New-onset IgG autoantibodies in hospitalized patients with COVID-19

COVID-19 is associated with a wide range of clinical manifestations, including autoimmune features and autoantibody production. Here we develop three protein arrays to measure IgG autoantibodies associated with connective tissue diseases, anti-cytokine antibodies, and anti-viral antibody responses in serum from 147 hospitalized COVID-19 patients. Autoantibodies are identified in approximately 50% of patients but in less than 15% of healthy controls. When present, autoantibodies largely target autoantigens associated with rare disorders such as myositis, systemic sclerosis and overlap syndromes. A subset of autoantibodies targeting traditional autoantigens or cytokines develop de novo following SARS-CoV-2 infection. Autoantibodies track with longitudinal development of IgG antibodies recognizing SARS-CoV-2 structural proteins and a subset of non-structural proteins, but not proteins from influenza, seasonal coronaviruses or other pathogenic viruses.

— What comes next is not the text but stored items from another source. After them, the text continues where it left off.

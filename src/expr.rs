//! Reference expression evaluator.
//!
//! Supports the string-template subset administrators use in practice:
//! `%{NAME}` expands a source variable (falling back to the request
//! variables) and `%{env:NAME}` expands the aggregated request environment.
//! Unknown names expand to nothing; everything else is copied verbatim.

use crate::context::{Evaluator, Expr, Scope};
use regex::Regex;

pub struct TemplateEvaluator {
    var_re: Regex,
}

impl TemplateEvaluator {
    pub fn new() -> Result<Self, regex::Error> {
        const VAR_RE: &str = r"%\{(?:(env):)?([A-Za-z_][A-Za-z0-9_]*)\}";
        Ok(Self {
            var_re: Regex::new(VAR_RE)?,
        })
    }

    fn lookup(&self, namespace: Option<&str>, name: &str, scope: Scope<'_>) -> String {
        let request = scope.request();
        let found = match namespace {
            Some(_) => request.env.get(name),
            None => scope
                .source()
                .and_then(|s| s.vars.get(name))
                .or_else(|| request.vars.get(name)),
        };
        found.cloned().unwrap_or_default()
    }
}

impl Evaluator for TemplateEvaluator {
    fn evaluate(&self, expr: &Expr, scope: Scope<'_>) -> Result<String, String> {
        let text = expr.as_str();
        let mut out = String::with_capacity(text.len());
        let mut last = 0;

        for caps in self.var_re.captures_iter(text) {
            let Some(whole) = caps.get(0) else { continue };
            check_literal(&text[last..whole.start()], text)?;
            out.push_str(&text[last..whole.start()]);

            let namespace = caps.get(1).map(|m| m.as_str());
            let name = caps.get(2).map(|m| m.as_str()).unwrap_or_default();
            out.push_str(&self.lookup(namespace, name, scope));
            last = whole.end();
        }

        check_literal(&text[last..], text)?;
        out.push_str(&text[last..]);
        Ok(out)
    }
}

/// Any `%{` left between variable references is malformed.
fn check_literal(literal: &str, whole: &str) -> Result<(), String> {
    if literal.contains("%{") {
        return Err(format!("malformed variable reference in '{whole}'"));
    }
    Ok(())
}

We conclude that SARS-CoV-2 causes development of new-onset IgG autoantibodies in a significant proportion of hospitalized COVID-19 patients and are positively correlated with immune responses to SARS-CoV-2 proteins. Infection with SARS-CoV2 and the development of Coronavirus disease 2019 (COVID-19) has been linked to induction of autoimmunity and autoantibody production. Here the authors characterise the new-onset IgG autoantibody response in hospitalised patients with COVID-19 which they correlate to the magnitude of the SARS-CoV2 response.

Automated summary

In hospitalized COVID-19 patients, approximately 50% have detectable autoantibodies primarily targeting autoantigens associated with rare disorders. Additionally, a subset of autoantibodies develop de novo following SARS-CoV-2 infection.